Terhubung dengan kami

wawancara

Kara Sprague, CEO HackerOne – Seri Wawancara

mm
Diterbitkan

Kara SpragueCEO HackerOne, adalah seorang eksekutif teknologi veteran dengan pengalaman lebih dari dua dekade yang mencakup kepemimpinan produk, manajemen umum, dan konsultasi strategis di sektor perangkat lunak dan keamanan. Ia menjabat sebagai CEO pada November 2024 setelah menduduki posisi eksekutif senior di F5, termasuk Wakil Presiden Eksekutif dan Kepala Bagian Produk, di mana ia memimpin inisiatif produk dan platform utama, serta peran manajer umum sebelumnya yang mengawasi bisnis berskala besar. Sebelum bergabung dengan F5, ia menghabiskan lebih dari satu dekade sebagai mitra di McKinsey & Company, memberikan nasihat kepada perusahaan teknologi terkemuka tentang pertumbuhan dan strategi, dan memulai karirnya sebagai anggota staf teknis di Oracle. Selain perannya di HackerOne, ia juga menjabat sebagai anggota dewan direksi di Trimble Inc.

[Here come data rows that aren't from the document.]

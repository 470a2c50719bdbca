use std::fmt::Write;
use std::{ops::Range, path::Path};

pub mod compiler;
pub mod globals;
pub mod keycodes;

#[derive(Debug)]
pub struct ConfigError {
    pub message: String,
    pub span: Option<Range<usize>>,
}

impl std::fmt::Display for ConfigError {
    fn fmt(&self, f: &mut std::fmt::Formatter<'_>) -> std::fmt::Result {
        match &self.span {
            Some(span) => write!(f, "{}\n    at: ({:?})", &self.message, span),
            None => f.write_str(&self.message),
        }
    }
}

impl std::error::Error for ConfigError {}

impl From<std::io::Error> for ConfigError {
    fn from(err: std::io::Error) -> Self {
        Self::unspanned(err.to_string())
    }
}

impl From<&str> for ConfigError {
    fn from(err: &str) -> Self {
        Self::unspanned(err)
    }
}

impl ConfigError {
    pub fn new(message: String, span: Range<usize>) -> Self {
        Self {
            message,
            span: Some(span),
        }
    }

    fn unspanned(message: impl Into<String>) -> Self {
        Self {
            message: message.into(),
            span: None,
        }
    }

    /// The span counted in chars rather than bytes.
    fn char_span(&self, source: &str) -> Option<Range<usize>> {
        let span = self.span.clone()?;
        let chars_before = |byte: usize| source.char_indices().take_while(|(i, _)| *i < byte).count();
        Some(chars_before(span.start)..chars_before(span.end))
    }

    /// Format the error with its file position and the source line it starts on.
    pub fn long_format(&self, source_file: &Path, source: &str) -> String {
        let (line, col, (sol, eol)) = self.line_col_slice(source);
        let width = (line + 10).to_string().len();
        let mut out = format!(
            "error: {} \n   --> {}:{}:{}\n",
            self.message,
            source_file.display(),
            line,
            col
        );
        for (i, text) in source[sol..eol].split('\n').enumerate() {
            let _ = writeln!(out, " {:>width$} | {}", line + i, text);
        }
        out
    }

    /// The line and column (both 1-based) where the error starts and the byte range of that line.
    /// All zero when the error has no span.
    pub fn line_col_slice(&self, source: &str) -> (usize, usize, (usize, usize)) {
        let Some(span) = &self.span else {
            return (0, 0, (0, 0));
        };
        let start = span.start.min(source.len());
        let before = &source[..start];
        let sol = before.rfind('\n').map_or(0, |i| i + 1);
        let eol = source[start..].find('\n').map_or(source.len(), |i| start + i);
        let line = before.matches('\n').count() + 1;
        let col = source[sol..start].chars().count() + 1;
        (line, col, (sol, eol))
    }
}

/// Compile `src`, printing a labelled report to stderr when it fails.
pub fn pretty_compile<'s>(
    file: &Path,
    src: &'s str,
) -> Result<compiler::KeyboardConfig<'s>, ConfigError> {
    compiler::compile(src).inspect_err(|err| report(file, src, err))
}

fn report(file: &Path, src: &str, err: &ConfigError) {
    use ariadne::{ColorGenerator, Label, Report, ReportKind, Source};

    let Some(span) = err.char_span(src) else {
        log::error!("{}", err.message);
        return;
    };
    let filename = file.to_str().unwrap_or("<unknown>");
    let color = ColorGenerator::new().next();
    let label = Label::new((filename, span.clone()))
        .with_message(&err.message)
        .with_color(color);
    let printed = Report::build(ReportKind::Error, (filename, span))
        .with_message("Invalid keymap")
        .with_label(label)
        .finish()
        .eprint((filename, Source::from(src)));
    if let Err(e) = printed {
        log::error!("unable to print report: {e}");
    }
}

pub fn text_to_binary(source: &str) -> Result<Vec<u16>, ConfigError> {
    let file = Path::new("<unknown>");
    let config = pretty_compile(file, source)?;
    Ok(config.serialize())
}

#[cfg(test)]
#[path = "lib_test.rs"]
mod test;
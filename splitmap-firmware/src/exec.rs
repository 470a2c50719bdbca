//! Tasks that tie the mapper and the display to the host framework.

use embassy_sync::{blocking_mutex::raw::NoopRawMutex, signal::Signal};
use embassy_time::{Duration, Ticker};
use static_cell::StaticCell;

use crate::{
    display::{self, OledText, OLED_BUFFER_SIZE},
    layer::LayerNames,
    layout::LoadError,
    mapper::{KeyboardState, Mapper, MapperChannel},
    scan_key::ScanEventChannel,
    split_mirror::{HalfLink, SplitMirror},
    status::{LedState, StatusBuffer},
};

// How many scan events can be stored before the scanner drops them
pub const SCANNER_BUFFER_SIZE: usize = 32;
// How many key events can be queued for the host before the mapper clears them
pub const REPORT_BUFFER_SIZE: usize = 32;
pub const DISPLAY_REFRESH_MS: u64 = 100;

pub type ScanChannel = ScanEventChannel<NoopRawMutex, SCANNER_BUFFER_SIZE>;
pub type MpChannel = MapperChannel<NoopRawMutex, REPORT_BUFFER_SIZE>;

static SCAN_CHANNEL: StaticCell<ScanChannel> = StaticCell::new();
static MAPPER_CHANNEL: StaticCell<MpChannel> = StaticCell::new();

/// Allocate the channels shared by the tasks. Returns `None` if called more than once.
pub fn init_channels() -> Option<(&'static ScanChannel, &'static MpChannel)> {
    let scan = SCAN_CHANNEL.try_init(ScanChannel::default())?;
    let mapper = MAPPER_CHANNEL.try_init(MpChannel::default())?;
    Some((scan, mapper))
}

/// Feeds from the host framework into [display_run].
#[derive(Default)]
pub struct DisplayInputs {
    pub leds: Signal<NoopRawMutex, LedState>,
    /// Payloads received from the other half.
    pub from_other_half: Signal<NoopRawMutex, StatusBuffer>,
    /// Host text to show on the secondary half.
    pub host_text: Signal<NoopRawMutex, StatusBuffer>,
}

/// Load `layout_mapping` then map scan events until [crate::mapper::ControlSignal::exit].
pub async fn mapper_run<'c, const ROW_COUNT: usize, const COL_COUNT: usize, const LAYOUT_MAX: usize>(
    scan_channel: &'c ScanChannel,
    mapper_channel: &'c MpChannel,
    layout_mapping: &[u16],
) -> Result<(), LoadError> {
    let mut mapper =
        Mapper::<ROW_COUNT, COL_COUNT, LAYOUT_MAX, _, REPORT_BUFFER_SIZE>::new(mapper_channel);

    if let Err(err) = mapper.load_layout(layout_mapping.iter().copied()) {
        crate::warn!("error loading layout {:?}", err);
        return Err(err);
    }
    crate::info!("layout loaded");

    mapper.run(scan_channel).await;

    Ok(())
}

/// Redraw the display every [DISPLAY_REFRESH_MS]. `draw` receives the characters to show.
pub async fn display_run<L: HalfLink>(
    mapper_channel: &MpChannel,
    mirror: &mut SplitMirror<L>,
    names: LayerNames<'_>,
    inputs: &DisplayInputs,
    mut draw: impl FnMut(&[u8]),
) {
    let mut ticker = Ticker::every(Duration::from_millis(DISPLAY_REFRESH_MS));
    let mut state = KeyboardState {
        default_layer_state: 1,
        ..Default::default()
    };
    let mut leds = LedState::default();
    let mut out = OledText::<OLED_BUFFER_SIZE>::new();

    loop {
        if let Some(s) = mapper_channel.try_take_state() {
            state = s;
        }
        if let Some(l) = inputs.leds.try_take() {
            leds = l;
        }
        if let Some(payload) = inputs.from_other_half.try_take() {
            mirror.receive(payload.as_bytes());
        }
        if let Some(text) = inputs.host_text.try_take() {
            mirror.relay_host_text(text.text());
        }

        match display::refresh(mirror, &state, &names, leds, &mut out) {
            Ok(()) => draw(out.as_bytes()),
            Err(_) => crate::warn!("display text overflow"),
        }

        ticker.next().await;
    }
}

#[cfg(test)]
#[path = "exec_test.rs"]
mod test;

PeretasOne HackerOne adalah perusahaan keamanan siber yang terkenal karena mempelopori keamanan berbasis peretas, menghubungkan organisasi dengan komunitas peretas etis global untuk mengidentifikasi dan memperbaiki kerentanan sebelum dapat dieksploitasi. Platform ini mendukung perusahaan dan pemerintah melalui program bug bounty, pengungkapan kerentanan, pengujian penetrasi, dan layanan pengujian keamanan yang menggabungkan keahlian manusia dengan otomatisasi dan alur kerja berbasis AI. Dengan menggeser keamanan dari model reaktif ke proaktif, HackerOne telah menjadi bagian penting dari tumpukan keamanan aplikasi modern bagi organisasi yang ingin mengurangi risiko dan meningkatkan ketahanan dalam skala besar.

Anda menjabat sebagai CEO di HackerOne pada November 2024 setelah puluhan tahun memimpin di F5, McKinsey, Oracle, dan organisasi teknologi besar lainnya. Apa yang menarik Anda untuk menerima tantangan ini pada tahap karier Anda saat ini, dan apa prioritas pertama yang Anda tetapkan ketika mulai memimpin perusahaan?

Sepanjang karier saya, saya berkiprah di persimpangan teknologi, strategi, dan risiko, membantu organisasi menavigasi momen-momen ketika taruhannya tinggi dan lingkungan berubah dengan cepat. Yang menarik saya ke HackerOne adalah kita berada tepat di titik perubahan penting seperti itu lagi, seiring dengan AI yang membentuk kembali lanskap keamanan siber.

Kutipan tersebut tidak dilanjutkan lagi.